(Stored dataset items)
━━━━━━━━

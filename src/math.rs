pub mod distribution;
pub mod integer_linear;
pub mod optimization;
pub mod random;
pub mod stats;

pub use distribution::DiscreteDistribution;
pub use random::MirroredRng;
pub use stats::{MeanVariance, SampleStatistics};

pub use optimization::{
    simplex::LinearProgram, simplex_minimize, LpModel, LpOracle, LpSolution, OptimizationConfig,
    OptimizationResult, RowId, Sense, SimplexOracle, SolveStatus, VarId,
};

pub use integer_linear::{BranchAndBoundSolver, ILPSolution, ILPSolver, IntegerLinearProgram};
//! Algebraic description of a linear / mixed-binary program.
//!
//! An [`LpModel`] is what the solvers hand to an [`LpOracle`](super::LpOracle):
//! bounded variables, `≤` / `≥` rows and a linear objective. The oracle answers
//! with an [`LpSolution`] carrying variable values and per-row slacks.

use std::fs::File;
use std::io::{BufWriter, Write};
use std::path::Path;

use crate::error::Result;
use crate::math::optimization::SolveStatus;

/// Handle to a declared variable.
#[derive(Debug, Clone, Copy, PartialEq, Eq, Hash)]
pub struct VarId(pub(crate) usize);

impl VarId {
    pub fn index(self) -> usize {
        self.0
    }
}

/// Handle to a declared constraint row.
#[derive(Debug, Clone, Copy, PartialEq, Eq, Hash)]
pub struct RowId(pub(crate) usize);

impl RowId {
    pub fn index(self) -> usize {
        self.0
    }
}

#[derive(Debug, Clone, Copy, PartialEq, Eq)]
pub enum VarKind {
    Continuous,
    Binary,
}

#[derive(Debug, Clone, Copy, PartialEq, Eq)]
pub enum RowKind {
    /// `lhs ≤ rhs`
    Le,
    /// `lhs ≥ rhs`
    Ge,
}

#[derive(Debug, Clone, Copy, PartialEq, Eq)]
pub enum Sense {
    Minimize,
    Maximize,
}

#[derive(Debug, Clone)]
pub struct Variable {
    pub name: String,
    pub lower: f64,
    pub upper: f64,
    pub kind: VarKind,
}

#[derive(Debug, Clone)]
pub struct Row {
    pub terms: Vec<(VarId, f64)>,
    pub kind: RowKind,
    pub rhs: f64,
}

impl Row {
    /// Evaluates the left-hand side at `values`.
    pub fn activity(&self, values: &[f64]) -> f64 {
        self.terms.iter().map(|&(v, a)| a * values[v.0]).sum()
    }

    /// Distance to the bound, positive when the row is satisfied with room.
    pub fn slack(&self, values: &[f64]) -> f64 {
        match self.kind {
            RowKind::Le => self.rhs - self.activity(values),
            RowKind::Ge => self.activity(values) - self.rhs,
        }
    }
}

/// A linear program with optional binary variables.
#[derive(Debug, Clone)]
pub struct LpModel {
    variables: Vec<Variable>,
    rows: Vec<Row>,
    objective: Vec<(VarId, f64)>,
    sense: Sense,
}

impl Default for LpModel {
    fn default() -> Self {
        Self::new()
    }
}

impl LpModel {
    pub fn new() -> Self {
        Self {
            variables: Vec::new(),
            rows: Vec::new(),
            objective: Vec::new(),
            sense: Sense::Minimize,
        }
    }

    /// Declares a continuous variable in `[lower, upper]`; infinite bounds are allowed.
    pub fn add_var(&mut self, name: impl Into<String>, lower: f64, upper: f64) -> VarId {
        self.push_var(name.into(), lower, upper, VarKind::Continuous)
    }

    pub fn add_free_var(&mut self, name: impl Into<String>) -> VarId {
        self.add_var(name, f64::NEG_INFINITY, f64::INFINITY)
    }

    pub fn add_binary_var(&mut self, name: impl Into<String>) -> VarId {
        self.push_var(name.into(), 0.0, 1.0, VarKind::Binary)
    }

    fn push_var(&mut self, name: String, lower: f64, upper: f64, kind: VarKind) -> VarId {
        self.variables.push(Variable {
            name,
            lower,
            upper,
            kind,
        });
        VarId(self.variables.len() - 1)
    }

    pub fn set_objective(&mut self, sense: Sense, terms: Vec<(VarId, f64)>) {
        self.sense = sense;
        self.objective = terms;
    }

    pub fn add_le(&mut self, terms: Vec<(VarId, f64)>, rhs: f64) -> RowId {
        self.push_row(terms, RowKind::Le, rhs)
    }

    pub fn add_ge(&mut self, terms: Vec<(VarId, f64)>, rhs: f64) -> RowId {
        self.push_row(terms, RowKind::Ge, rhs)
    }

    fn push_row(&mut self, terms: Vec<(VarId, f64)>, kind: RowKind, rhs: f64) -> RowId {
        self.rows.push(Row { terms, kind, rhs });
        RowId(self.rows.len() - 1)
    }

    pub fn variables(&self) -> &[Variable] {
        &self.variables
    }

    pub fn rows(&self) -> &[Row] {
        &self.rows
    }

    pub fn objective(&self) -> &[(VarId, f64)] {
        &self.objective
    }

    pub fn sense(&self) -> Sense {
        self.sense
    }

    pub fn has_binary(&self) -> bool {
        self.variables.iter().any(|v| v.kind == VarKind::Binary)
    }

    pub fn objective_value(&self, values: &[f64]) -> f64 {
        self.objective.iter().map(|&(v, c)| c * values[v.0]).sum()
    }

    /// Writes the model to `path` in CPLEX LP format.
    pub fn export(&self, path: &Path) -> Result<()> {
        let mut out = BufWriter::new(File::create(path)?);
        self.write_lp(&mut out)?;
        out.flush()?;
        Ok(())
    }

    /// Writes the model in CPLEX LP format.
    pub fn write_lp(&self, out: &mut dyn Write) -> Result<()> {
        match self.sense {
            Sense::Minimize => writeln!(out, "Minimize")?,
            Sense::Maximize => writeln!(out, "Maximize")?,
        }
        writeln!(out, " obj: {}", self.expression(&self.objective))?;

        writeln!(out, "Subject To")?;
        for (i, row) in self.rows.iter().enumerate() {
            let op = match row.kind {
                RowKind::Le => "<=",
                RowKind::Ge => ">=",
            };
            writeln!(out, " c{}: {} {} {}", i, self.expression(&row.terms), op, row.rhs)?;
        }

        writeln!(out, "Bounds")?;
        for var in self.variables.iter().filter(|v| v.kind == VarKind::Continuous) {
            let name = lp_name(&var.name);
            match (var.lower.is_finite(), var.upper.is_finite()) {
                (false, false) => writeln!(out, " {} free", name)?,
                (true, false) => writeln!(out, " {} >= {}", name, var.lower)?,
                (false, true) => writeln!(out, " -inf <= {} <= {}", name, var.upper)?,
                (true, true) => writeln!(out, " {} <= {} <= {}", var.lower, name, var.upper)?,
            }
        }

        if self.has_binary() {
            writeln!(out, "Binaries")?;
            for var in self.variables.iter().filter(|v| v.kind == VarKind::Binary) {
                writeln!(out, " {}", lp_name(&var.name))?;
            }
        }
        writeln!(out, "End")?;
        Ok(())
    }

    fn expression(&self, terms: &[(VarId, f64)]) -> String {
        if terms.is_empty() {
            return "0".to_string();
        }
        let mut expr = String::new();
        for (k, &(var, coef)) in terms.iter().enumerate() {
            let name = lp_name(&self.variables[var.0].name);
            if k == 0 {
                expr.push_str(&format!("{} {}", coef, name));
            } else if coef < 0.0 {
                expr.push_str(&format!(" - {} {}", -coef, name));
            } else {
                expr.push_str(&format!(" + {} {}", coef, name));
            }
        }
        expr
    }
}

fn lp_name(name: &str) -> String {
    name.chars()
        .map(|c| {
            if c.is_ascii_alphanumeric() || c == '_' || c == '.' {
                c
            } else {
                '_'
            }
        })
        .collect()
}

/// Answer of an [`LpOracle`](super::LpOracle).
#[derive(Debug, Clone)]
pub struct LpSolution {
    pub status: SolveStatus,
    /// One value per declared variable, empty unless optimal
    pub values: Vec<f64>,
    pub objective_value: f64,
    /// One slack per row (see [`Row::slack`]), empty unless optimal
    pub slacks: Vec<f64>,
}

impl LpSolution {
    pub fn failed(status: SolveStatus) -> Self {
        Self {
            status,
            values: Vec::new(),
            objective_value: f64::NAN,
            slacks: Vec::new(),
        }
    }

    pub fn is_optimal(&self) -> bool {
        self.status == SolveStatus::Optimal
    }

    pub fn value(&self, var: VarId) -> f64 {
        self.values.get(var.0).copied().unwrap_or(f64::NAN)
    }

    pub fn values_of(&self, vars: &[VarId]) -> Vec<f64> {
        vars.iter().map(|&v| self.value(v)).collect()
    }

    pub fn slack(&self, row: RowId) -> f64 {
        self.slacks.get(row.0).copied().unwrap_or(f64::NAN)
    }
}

━━━━━━━━

Wherever the word "rows" appears in a line of the data, copy that line.

//! bounded variables, `≤` / `≥` rows and a linear objective. The oracle answers
    rows: Vec<Row>,
            rows: Vec::new(),
        self.rows.push(Row { terms, kind, rhs });
        RowId(self.rows.len() - 1)
    pub fn rows(&self) -> &[Row] {
        &self.rows
        for (i, row) in self.rows.iter().enumerate() {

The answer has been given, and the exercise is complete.